Madame:
En mi afán por acabar la crónica de ayer en el momento más oportuno con la intención de proporcionaros una lectura más agradable, dejé para hoy un detalle de suma importancia. Al llegar a la fonda, tras aquella noche de sustos y nieve, no encontré a Beaumarchais esperándome. Me pareció raro. Pregunté por él a Zanotti, que al punto me informó:
—Cuando salió por aquella puerta solo me dijo que iba al teatro, pero es mentira, signore.
—¿Cómo podéis saberlo?
—Porque la Casa de Comedias está cerrada, signore. Hace dos años que los barceloneses no podemos ver ninguna función, ni cantada ni declamada. Dicen que hay crisis y que la ópera vale muchos reales. ¿No es para echarse a llorar que hayamos de vernos de esta manera?

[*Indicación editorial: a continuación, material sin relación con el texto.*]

//! Growable entity pools and the typed handles that index them.
//!
//! Producers (the asset importer) and consumers (the renderer) never hold
//! references into a pool across mutations; they hold a [`Handle`] and
//! re-resolve it at the point of use. A pool only ever grows, so a handle
//! stays valid for the lifetime of the pool it was issued by.

use std::fmt;
use std::marker::PhantomData;

/// Stable integer reference into a specific [`Pool`].
///
/// A handle is valid iff its index is below the pool's current length.
/// Dereferencing an invalid handle through [`Pool::get`] is a contract
/// violation and aborts; handles are internally generated and never come
/// from untrusted input.
pub struct Handle<T> {
    index: u32,
    _marker: PhantomData<fn() -> T>,
}

impl<T> Handle<T> {
    pub(crate) fn new(index: usize) -> Self {
        Self {
            index: index as u32,
            _marker: PhantomData,
        }
    }

    pub fn index(&self) -> usize {
        self.index as usize
    }
}

// Manual impls so `T` does not need to be Clone/Copy/etc. itself.
impl<T> Clone for Handle<T> {
    fn clone(&self) -> Self {
        *self
    }
}
impl<T> Copy for Handle<T> {}
impl<T> PartialEq for Handle<T> {
    fn eq(&self, other: &Self) -> bool {
        self.index == other.index
    }
}
impl<T> Eq for Handle<T> {}
impl<T> fmt::Debug for Handle<T> {
    fn fmt(&self, f: &mut fmt::Formatter<'_>) -> fmt::Result {
        write!(f, "Handle({})", self.index)
    }
}
impl<T> Default for Handle<T> {
    fn default() -> Self {
        Self::new(0)
    }
}

/// Append-only entity storage issuing stable [`Handle`]s.
#[derive(Clone, Debug, Default)]
pub struct Pool<T> {
    entries: Vec<T>,
}

impl<T> Pool<T> {
    pub fn new() -> Self {
        Self {
            entries: Vec::new(),
        }
    }

    /// Append a default-constructed entity and return its handle.
    pub fn add(&mut self) -> Handle<T>
    where
        T: Default,
    {
        self.push(T::default())
    }

    /// Append `entity` and return its handle.
    pub fn push(&mut self, entity: T) -> Handle<T> {
        self.entries.push(entity);
        Handle::new(self.entries.len() - 1)
    }

    pub fn valid(&self, handle: Handle<T>) -> bool {
        handle.index() < self.entries.len()
    }

    /// Bounds-checked dereference. An out-of-range handle aborts.
    pub fn get(&self, handle: Handle<T>) -> &T {
        assert!(
            self.valid(handle),
            "invalid handle {:?} for pool of len {}",
            handle,
            self.entries.len()
        );
        &self.entries[handle.index()]
    }

    pub fn get_mut(&mut self, handle: Handle<T>) -> &mut T {
        assert!(
            self.valid(handle),
            "invalid handle {:?} for pool of len {}",
            handle,
            self.entries.len()
        );
        &mut self.entries[handle.index()]
    }

    pub fn len(&self) -> usize {
        self.entries.len()
    }

    pub fn is_empty(&self) -> bool {
        self.entries.is_empty()
    }

    pub fn iter(&self) -> impl Iterator<Item = &T> {
        self.entries.iter()
    }

    /// Handles of all current entries, in creation order.
    pub fn handles(&self) -> impl Iterator<Item = Handle<T>> + use<T> {
        (0..self.entries.len()).map(Handle::new)
    }
}

#[cfg(test)]
mod tests {
    use super::*;

    #[test]
    fn handles_stay_valid_as_pool_grows() {
        let mut pool: Pool<String> = Pool::new();
        let first = pool.push("first".to_string());
        let handles: Vec<_> = (0..100).map(|i| pool.push(format!("entry {i}"))).collect();

        assert!(pool.valid(first));
        assert_eq!(pool.get(first), "first");
        for (i, handle) in handles.iter().enumerate() {
            assert!(pool.valid(*handle));
            assert_eq!(pool.get(*handle), &format!("entry {i}"));
        }
    }

    #[test]
    fn add_appends_default_entities() {
        let mut pool: Pool<u32> = Pool::new();
        let a = pool.add();
        let b = pool.add();
        assert_ne!(a, b);
        assert_eq!(*pool.get(a), 0);
        assert_eq!(pool.len(), 2);
    }

    #[test]
    #[should_panic(expected = "invalid handle")]
    fn out_of_range_handle_aborts() {
        let mut small: Pool<u32> = Pool::new();
        let mut large: Pool<u32> = Pool::new();
        large.push(1);
        large.push(2);
        small.push(1);
        let stray = large.handles().last().unwrap();
        small.get(stray);
    }
}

Pero lo más extraño fue que Beaumarchais no apareció en toda la noche y, en consecuencia, tuve que dormir solo, después de escribir durante un buen rato bajo la claridad de las luces de la calle. Por la mañana a la hora del desayuno seguía sin aparecer y su ausencia dejaba a nuestra legación descabezada y a los nuestros sin concierto.
—No podemos ir a casa del señor Fernández sin él, sería una grave descortesía —opinaba Delon, siempre tan moderado.
—¡Pues yo no pienso esperarlo eternamente! —añadía Maleshèrbes mientras engullía tres rebanadas de pan con queso.
—¿Creéis que deberíamos avisar al capitán general? Tal vez le han secuestrado —se asustaba Labbé.
Y Delon:
—Calle, hombre de Dios. Si le hubieran secuestrado, ya lo sabríamos.
Y Labbé:
—¿Sí? ¿Cómo?
Y yo:
—Señores, no nos precipitemos. Solo hace unas horas que le echamos de menos. Démosle la oportunidad de regresar por su propio pie sin molestar de nuevo al capitán general.
—Sí, mucho mejor, ¡este capitán general es un cero! —apuntaba Maleshèrbes con la boca llena—. Mirad, si no, el dinero que nos han robado. ¿Diríais que está haciendo algo por recuperarlo?
Después de un instante de mustia reflexión, Delon tomó la palabra:
—Decidnos vos, Guillot, qué planes tenéis para hoy, y así sabremos a qué atenernos.
—¿Yo? —inquirí.
—Claro. En ausencia de Beaumarchais, el intendente habréis de ser vos.
¡Pobre de mí! Carezco por completo de talento para decidir. Ni siquiera cuando se trata de mí mismo, señora. Cuando debo tomar una decisión, me echo a temblar. Y después de hacerlo es aún peor, pues siempre pienso que debería haber escogido aquello que deseché. Es una muerte en vida, os lo aseguro.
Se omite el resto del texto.